Akhirnya mereka menemukan kata sepakat, harga tanah yang diberikan saat itu Rp450 ribu/m2. Pemilik tanah meminta dibayar Rp100 juta terlebih dahulu, baru setelah acara hajatan anaknya ia minta dilunasi. “Tak lama, hanya bisa bernapas sekitar 2 minggu saja,” kata Nunit tertawa.
Mereka saat itu langsung sreg dengan beberapa pertimbangan, yang pertama pemiliknya baik dan harga yang diberikan saat itu bagus.

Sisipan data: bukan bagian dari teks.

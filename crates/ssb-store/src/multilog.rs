//! Multi-log (spec §4.3): a family of sub-logs keyed by an opaque address,
//! backed by one `multilog_entries` table shared by every named multi-log
//! instance (`feeds`, `byType`, `byContent`, `private`, ...).

use std::sync::{Arc, Mutex};

use rusqlite::{Connection, OptionalExtension};
use ssb_types::Message;

use crate::receive_log::ReceiveLog;
use crate::{Result, StoreError};

/// A snapshot of one sub-log: the ordered list of rxSeqs at some addr.
#[derive(Debug, Clone, Default)]
pub struct SubLog {
    rx_seqs: Vec<i64>,
}

impl SubLog {
    /// 0-based index of the last entry, -1 if empty.
    pub fn current_seq(&self) -> i64 {
        self.rx_seqs.len() as i64 - 1
    }

    pub fn get(&self, idx: i64) -> Option<i64> {
        if idx < 0 {
            return None;
        }
        self.rx_seqs.get(idx as usize).copied()
    }

    pub fn len(&self) -> usize {
        self.rx_seqs.len()
    }

    pub fn is_empty(&self) -> bool {
        self.rx_seqs.is_empty()
    }

    pub fn iter(&self) -> impl Iterator<Item = &i64> {
        self.rx_seqs.iter()
    }
}

#[derive(Clone)]
pub struct MultiLog {
    pub(crate) conn: Arc<Mutex<Connection>>,
    pub(crate) name: String,
}

impl MultiLog {
    /// The sub-log at `addr`; empty (not an error) if nothing has been
    /// indexed there yet — matching "creates on first access" with no
    /// separate creation step, since a sub-log with zero rows and one that
    /// was never touched are indistinguishable.
    pub fn get(&self, addr: &[u8]) -> Result<SubLog> {
        let conn = self.conn.lock().unwrap();
        let mut stmt = conn.prepare(
            "SELECT rx_seq FROM multilog_entries
             WHERE multilog_name = ?1 AND addr = ?2 ORDER BY idx ASC",
        )?;
        let rx_seqs = stmt
            .query_map(rusqlite::params![self.name, addr], |row| row.get(0))?
            .collect::<rusqlite::Result<Vec<i64>>>()?;
        Ok(SubLog { rx_seqs })
    }

    /// All addresses with at least one indexed entry, in unspecified order.
    pub fn list(&self) -> Result<Vec<Vec<u8>>> {
        let conn = self.conn.lock().unwrap();
        let mut stmt =
            conn.prepare("SELECT DISTINCT addr FROM multilog_entries WHERE multilog_name = ?1")?;
        let addrs = stmt
            .query_map([&self.name], |row| row.get(0))?
            .collect::<rusqlite::Result<Vec<Vec<u8>>>>()?;
        Ok(addrs)
    }

    /// Flush and release. SQLite writes are already durable on commit, so
    /// this is a no-op kept for parity with the spec's `close()` contract.
    pub fn close(&self) -> Result<()> {
        tracing::debug!(multilog = %self.name, "closed multi-log handle");
        Ok(())
    }

    /// Append `rx_seq` to the sub-log at `addr` and persist `self.name`'s
    /// pump cursor to `rx_seq`, atomically (spec §9 durability resolution:
    /// cursor only advances once the sub-log write is durable).
    ///
    /// Idempotent: if `rx_seq` is already the sub-log's last entry, the
    /// insert is skipped and only the cursor write happens — this is the
    /// crash-recovery idempotence spec §4.4 requires of update functions.
    pub fn index_one(&self, addr: &[u8], rx_seq: i64) -> Result<()> {
        let mut conn = self.conn.lock().unwrap();
        let tx = conn.transaction()?;
        let last: Option<i64> = tx
            .query_row(
                "SELECT rx_seq FROM multilog_entries
                 WHERE multilog_name = ?1 AND addr = ?2 ORDER BY idx DESC LIMIT 1",
                rusqlite::params![self.name, addr],
                |r| r.get(0),
            )
            .optional()?;
        if last != Some(rx_seq) {
            let next_idx: i64 = tx.query_row(
                "SELECT COALESCE(MAX(idx), -1) + 1 FROM multilog_entries
                 WHERE multilog_name = ?1 AND addr = ?2",
                rusqlite::params![self.name, addr],
                |r| r.get(0),
            )?;
            tx.execute(
                "INSERT INTO multilog_entries (multilog_name, addr, idx, rx_seq)
                 VALUES (?1, ?2, ?3, ?4)",
                rusqlite::params![self.name, addr, next_idx, rx_seq],
            )?;
        }
        tx.execute(
            "INSERT INTO cursors (name, rx_seq) VALUES (?1, ?2)
             ON CONFLICT(name) DO UPDATE SET rx_seq = excluded.rx_seq",
            rusqlite::params![self.name, rx_seq],
        )?;
        tx.commit()?;
        Ok(())
    }

    /// Remove every entry for `author_addr` across this multi-log —
    /// used by `NullFeed` (spec §4.7 Heal).
    pub fn remove_all(&self, addr: &[u8]) -> Result<()> {
        let conn = self.conn.lock().unwrap();
        conn.execute(
            "DELETE FROM multilog_entries WHERE multilog_name = ?1 AND addr = ?2",
            rusqlite::params![self.name, addr],
        )?;
        Ok(())
    }

    /// Compose this sub-log with the receive-log: the messages at `addr`
    /// in sub-log order, skipping nulled entries (spec §4.3 "indirect"
    /// view).
    pub fn indirect(&self, receive_log: &ReceiveLog, addr: &[u8]) -> Result<Vec<(i64, Message)>> {
        let sub_log = self.get(addr)?;
        let mut out = Vec::with_capacity(sub_log.len());
        for &rx_seq in sub_log.iter() {
            match receive_log.get(rx_seq) {
                Ok(msg) => out.push((rx_seq, msg)),
                Err(StoreError::Nulled(_)) => continue,
                Err(e) => return Err(e),
            }
        }
        Ok(out)
    }
}

#[cfg(test)]
mod tests {
    use super::*;
    use crate::Store;

    #[test]
    fn test_index_one_appends_and_advances_cursor() {
        let store = Store::open_memory().expect("open");
        let ml = store.multi_log("feeds");
        ml.index_one(b"addr-a", 0).unwrap();
        ml.index_one(b"addr-a", 1).unwrap();

        let sub = ml.get(b"addr-a").unwrap();
        assert_eq!(sub.current_seq(), 1);
        assert_eq!(sub.get(0), Some(0));
        assert_eq!(sub.get(1), Some(1));

        let cursor = store.cursor_store();
        assert_eq!(cursor.get("feeds").unwrap(), 1);
    }

    #[test]
    fn test_index_one_is_idempotent_on_replay() {
        let store = Store::open_memory().expect("open");
        let ml = store.multi_log("feeds");
        ml.index_one(b"addr-a", 0).unwrap();
        ml.index_one(b"addr-a", 0).unwrap(); // replay after crash
        let sub = ml.get(b"addr-a").unwrap();
        assert_eq!(sub.len(), 1);
    }

    #[test]
    fn test_list_returns_all_addrs() {
        let store = Store::open_memory().expect("open");
        let ml = store.multi_log("feeds");
        ml.index_one(b"a", 0).unwrap();
        ml.index_one(b"b", 1).unwrap();
        let mut addrs = ml.list().unwrap();
        addrs.sort();
        assert_eq!(addrs, vec![b"a".to_vec(), b"b".to_vec()]);
    }

    #[test]
    fn test_remove_all_clears_addr() {
        let store = Store::open_memory().expect("open");
        let ml = store.multi_log("feeds");
        ml.index_one(b"a", 0).unwrap();
        ml.remove_all(b"a").unwrap();
        assert!(ml.get(b"a").unwrap().is_empty());
    }
}
//! # ssb-graph
//!
//! The trust graph builder and authorizer (spec §4.5, §4.6): consumes
//! contact messages to maintain a follow/block edge store, materializes it
//! into a queryable [`graph::Graph`] snapshot, and gates friend-of-friend
//! reach through [`authorizer::Authorizer`].

pub mod authorizer;
pub mod contact;
pub mod graph;
pub mod pump;

pub use authorizer::{AuthorizeResult, Authorizer};
pub use contact::UnfollowPolicy;
pub use graph::Graph;

#[derive(Debug, thiserror::Error)]
pub enum GraphError {
    #[error(transparent)]
    Store(#[from] ssb_store::StoreError),
    #[error(transparent)]
    Ref(#[from] ssb_types::RefError),
}

pub type Result<T> = std::result::Result<T, GraphError>;
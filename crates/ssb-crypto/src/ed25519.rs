//! Ed25519 signing and verification (RFC 8032).
//!
//! Every SSB feed is identified by an Ed25519 public key, and every message
//! on that feed is signed by the corresponding private key. This module
//! wraps `ed25519-dalek` with newtypes that hide the underlying crate from
//! the rest of the workspace.

use ed25519_dalek::{Signer, Verifier};
use serde::{Deserialize, Serialize};
use zeroize::Zeroize;

use crate::{CryptoError, Result};

/// An Ed25519 signing key (private key).
pub struct SigningKey {
    inner: ed25519_dalek::SigningKey,
}

impl Clone for SigningKey {
    fn clone(&self) -> Self {
        Self {
            inner: ed25519_dalek::SigningKey::from_bytes(&self.inner.to_bytes()),
        }
    }
}

impl Drop for SigningKey {
    fn drop(&mut self) {
        let mut bytes = self.inner.to_bytes();
        bytes.zeroize();
    }
}

/// An Ed25519 verification key (public key).
#[derive(Clone, Debug, PartialEq, Eq, Serialize, Deserialize)]
pub struct VerifyingKey {
    inner: ed25519_dalek::VerifyingKey,
}

/// An Ed25519 signature.
#[derive(Clone, Debug, PartialEq, Eq, Serialize, Deserialize)]
pub struct Signature {
    inner: ed25519_dalek::Signature,
}

/// An Ed25519 keypair for PIK or other signing operations.
pub struct KeyPair {
    pub signing_key: SigningKey,
    pub verifying_key: VerifyingKey,
}

impl SigningKey {
    /// Generate a new random signing key.
    pub fn generate() -> Self {
        let mut csprng = rand::rngs::OsRng;
        Self {
            inner: ed25519_dalek::SigningKey::generate(&mut csprng),
        }
    }

    /// Create a signing key from raw bytes.
    pub fn from_bytes(bytes: &[u8; 32]) -> Self {
        Self {
            inner: ed25519_dalek::SigningKey::from_bytes(bytes),
        }
    }

    /// Get the raw bytes of this signing key.
    pub fn to_bytes(&self) -> [u8; 32] {
        self.inner.to_bytes()
    }

    /// Get the corresponding verifying key.
    pub fn verifying_key(&self) -> VerifyingKey {
        VerifyingKey {
            inner: self.inner.verifying_key(),
        }
    }

    /// Sign a message.
    pub fn sign(&self, message: &[u8]) -> Signature {
        Signature {
            inner: self.inner.sign(message),
        }
    }
}

impl VerifyingKey {
    /// Create a verifying key from raw bytes.
    pub fn from_bytes(bytes: &[u8; 32]) -> Result<Self> {
        let inner = ed25519_dalek::VerifyingKey::from_bytes(bytes)
            .map_err(|e| CryptoError::InvalidInput(e.to_string()))?;
        Ok(Self { inner })
    }

    /// Get the raw bytes of this verifying key.
    pub fn to_bytes(&self) -> [u8; 32] {
        self.inner.to_bytes()
    }

    /// Get the raw bytes as a slice.
    pub fn as_bytes(&self) -> &[u8; 32] {
        self.inner.as_bytes()
    }

    /// Verify a signature on a message.
    pub fn verify(&self, message: &[u8], signature: &Signature) -> Result<()> {
        self.inner
            .verify(message, &signature.inner)
            .map_err(|_| CryptoError::SignatureVerification)
    }
}

impl Signature {
    /// Create a signature from raw bytes.
    pub fn from_bytes(bytes: &[u8; 64]) -> Self {
        Self {
            inner: ed25519_dalek::Signature::from_bytes(bytes),
        }
    }

    /// Get the raw bytes of this signature.
    pub fn to_bytes(&self) -> [u8; 64] {
        self.inner.to_bytes()
    }
}

impl KeyPair {
    /// Generate a new random Ed25519 keypair.
    pub fn generate() -> Self {
        let signing_key = SigningKey::generate();
        let verifying_key = signing_key.verifying_key();
        Self {
            signing_key,
            verifying_key,
        }
    }

    /// Create a keypair from a signing key's raw bytes.
    pub fn from_bytes(secret: &[u8; 32]) -> Self {
        let signing_key = SigningKey::from_bytes(secret);
        let verifying_key = signing_key.verifying_key();
        Self {
            signing_key,
            verifying_key,
        }
    }
}

impl std::fmt::Debug for SigningKey {
    fn fmt(&self, f: &mut std::fmt::Formatter<'_>) -> std::fmt::Result {
        f.debug_struct("SigningKey")
            .field("public", &self.verifying_key())
            .finish()
    }
}
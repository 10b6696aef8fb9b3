//! # ssb-index
//!
//! The index pump abstraction (spec §4.4): long-running tasks that consume
//! a live query of the receive-log and write into a sink multi-log,
//! persisting a resume cursor as they go.

pub mod addr_fns;
pub mod pump;

use std::sync::Arc;

use ssb_types::Message;

pub use pump::Pump;

/// Maps a message to the sub-log address(es) it should be indexed under,
/// or no addresses if the message doesn't belong in this index.
pub type AddrFn = Arc<dyn Fn(&Message) -> Vec<Vec<u8>> + Send + Sync>;

#[derive(Debug, thiserror::Error)]
pub enum IndexError {
    #[error(transparent)]
    Store(#[from] ssb_store::StoreError),
}

pub type Result<T> = std::result::Result<T, IndexError>;
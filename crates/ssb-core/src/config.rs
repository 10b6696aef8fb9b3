//! Orchestrator configuration, loaded from TOML (SPEC_FULL §2.3).

use std::path::PathBuf;

use serde::{Deserialize, Serialize};

/// Complete core configuration.
#[derive(Debug, Clone, Serialize, Deserialize)]
pub struct CoreConfig {
    #[serde(default)]
    pub storage: StorageConfig,
    /// Named multi-logs to open and pump at startup.
    #[serde(default = "default_multilogs")]
    pub multilogs: Vec<String>,
    #[serde(default)]
    pub fsck: FsckConfig,
}

/// Storage location.
#[derive(Debug, Clone, Serialize, Deserialize)]
pub struct StorageConfig {
    /// Data directory. Empty = platform default.
    #[serde(default)]
    pub data_dir: String,
}

/// FSCK behavior.
#[derive(Debug, Clone, Serialize, Deserialize)]
pub struct FsckConfig {
    /// Minimum interval between progress callback invocations during a
    /// sequence-mode scan.
    #[serde(default = "default_progress_interval_secs")]
    pub progress_interval_secs: u64,
}

fn default_multilogs() -> Vec<String> {
    vec![
        "feeds".to_string(),
        "byType".to_string(),
        "byContent".to_string(),
        "private".to_string(),
    ]
}

fn default_progress_interval_secs() -> u64 {
    3
}

impl Default for CoreConfig {
    fn default() -> Self {
        Self {
            storage: StorageConfig::default(),
            multilogs: default_multilogs(),
            fsck: FsckConfig::default(),
        }
    }
}

impl Default for StorageConfig {
    fn default() -> Self {
        Self {
            data_dir: String::new(),
        }
    }
}

impl Default for FsckConfig {
    fn default() -> Self {
        Self {
            progress_interval_secs: default_progress_interval_secs(),
        }
    }
}

impl CoreConfig {
    /// Load configuration from the default config file location, falling
    /// back to defaults if it doesn't exist.
    pub fn load() -> anyhow::Result<Self> {
        let config_path = Self::config_path();
        if config_path.exists() {
            let content = std::fs::read_to_string(&config_path)?;
            let config: CoreConfig = toml::from_str(&content)?;
            Ok(config)
        } else {
            Ok(Self::default())
        }
    }

    /// The data directory this core should open its store under.
    pub fn data_dir(&self) -> PathBuf {
        if self.storage.data_dir.is_empty() {
            Self::default_data_dir()
        } else {
            PathBuf::from(&self.storage.data_dir)
        }
    }

    fn config_path() -> PathBuf {
        if let Ok(dir) = std::env::var("SSB_DATA_DIR") {
            return PathBuf::from(dir).join("config.toml");
        }
        Self::default_data_dir().join("config.toml")
    }

    fn default_data_dir() -> PathBuf {
        if let Ok(dir) = std::env::var("SSB_DATA_DIR") {
            return PathBuf::from(dir);
        }
        std::env::var("HOME")
            .map(|h| PathBuf::from(h).join(".ssb"))
            .unwrap_or_else(|_| PathBuf::from("/tmp/ssb"))
    }
}
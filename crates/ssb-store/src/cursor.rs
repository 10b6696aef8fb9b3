//! Direct access to persisted pump cursors (spec: "an integer in the
//! receive-log's address space recording the last rxSeq an index has
//! consumed"). Most callers never touch this directly — `MultiLog::index_one`
//! and `EdgeStore::set_edge`/`remove_edge` persist the cursor as part of
//! their own atomic write — but pump start-up needs to recover it.

use std::sync::{Arc, Mutex};

use rusqlite::{Connection, OptionalExtension};

use crate::Result;

#[derive(Clone)]
pub struct CursorStore {
    pub(crate) conn: Arc<Mutex<Connection>>,
}

impl CursorStore {
    /// The persisted cursor for `name`, or -1 if none (spec §4.4 step 1).
    pub fn get(&self, name: &str) -> Result<i64> {
        let conn = self.conn.lock().unwrap();
        let cursor: Option<i64> = conn
            .query_row("SELECT rx_seq FROM cursors WHERE name = ?1", [name], |r| {
                r.get(0)
            })
            .optional()?;
        Ok(cursor.unwrap_or(-1))
    }

    pub fn set(&self, name: &str, rx_seq: i64) -> Result<()> {
        let conn = self.conn.lock().unwrap();
        conn.execute(
            "INSERT INTO cursors (name, rx_seq) VALUES (?1, ?2)
             ON CONFLICT(name) DO UPDATE SET rx_seq = excluded.rx_seq",
            rusqlite::params![name, rx_seq],
        )?;
        Ok(())
    }
}

#[cfg(test)]
mod tests {
    use super::*;
    use crate::Store;

    #[test]
    fn test_missing_cursor_is_minus_one() {
        let store = Store::open_memory().expect("open");
        assert_eq!(store.cursor_store().get("byType").unwrap(), -1);
    }

    #[test]
    fn test_cursor_set_and_get() {
        let store = Store::open_memory().expect("open");
        let cursors = store.cursor_store();
        cursors.set("byType", 7).unwrap();
        assert_eq!(cursors.get("byType").unwrap(), 7);
        cursors.set("byType", 8).unwrap();
        assert_eq!(cursors.get("byType").unwrap(), 8);
    }
}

Kedua, surat-surat kepemilikan akte tanahnya lengkap sehingga tidak ada yang perlu dikhawatirkan, apalagi pemiliknya pun masih hidup.
“Suami saya enggak kan mau membeli jika surat-suratnya enggak lengkap,” jelas Nunit. Selain itu, Nunit dan suami juga senang dengan wilayah tersebut karena dari sekolah anak-anak cukup dekat.
Walau saat itu aksesnya masih terasa jauh dan daerah Sawangan, Depok, masih macet, tetapi karena saat survei dilakukan dengan mengendarai motor, mereka banyak menemukan akses jalan tikus yang merupakan jalan pintas.
Cerita Nunit Menunda Bangun Rumah karena Beli Tanah Lagi
Hampir setahun mereka menabung untuk membangun rumah impian di atas tanah yang baru dibeli, tapi rencana itu terpaksa dibatalkan. Pasalnya ada sebidang tanah kosong seluas 100 m2 di belakang, areanya agak menempel dengan tanah Nunit dan mau dijual oleh pemiliknya karena butuh uang.
“Akhirnya kami tunda membangun rumah dulu, dan membeli tanah yang letaknya hanya menempel sebagian ke tanah yang telah mereka miliki. Alasan suami waktu itu, ini kesempatan emas karena harga tanah pasti akan terus naik,” jelas Nunit.
Tanpa menunda waktu, mereka pun langsung beli tanah tersebut. Dan setiap proses beli tanah selesai, mereka memang langsung mengurus surat kepemilikan tanahnya. Seperti tips yang didapat Nunit dari laman Panduan Rumah.com, hal ini dimaksudkan agar kepemilikan jelas dan sah, serta tidak berlarut-larut dan urusan cepat selesai.
Setelah proses beli tanah kedua selesai Nunit dan suami pun kembali menabung. Walau saat itu uang terpakai dan proses bangun rumah tertunda, tapi mereka lega karena uangnya berubah wujud menjadi investasi properti.
Temukan juga beragam tips, panduan, dan informasi mengenai pembelian rumah, KPR, pajak, hingga legalitas properti di Panduan Rumah.com.
Setahun mereka menabung, tiba-tiba mereka diberi kabar lagi bahwa tanah yang terletak tepat di samping tanah mereka (tepat di depan tanah 100m2 yang mereka baru beli) mau dijual juga oleh pemiliknya.
“Melihat lokasi tanah di sebelah yang mau dijual ini, suami saya lagi-lagi tertarik. Tetapi harganya agak lebih mahal, karena sudah ada bangunan rumah di tanah tersebut walaupun kecil,” cerita Nunit.
Cerita Nunit Cari Kontraktor Sesuai Bujet Bangun Rumah
Selain harga yang ditawarkan lebih mahal dari tanah yang sebelumnya, ada kendala lain yang dihadapi. Akte tanah bukan atas nama si pemiliknya tersebut, melainkan masih tertera nama pemilik tanah yang sebelumnya. Si penjual hanya memegang surat jual beli tanah saja.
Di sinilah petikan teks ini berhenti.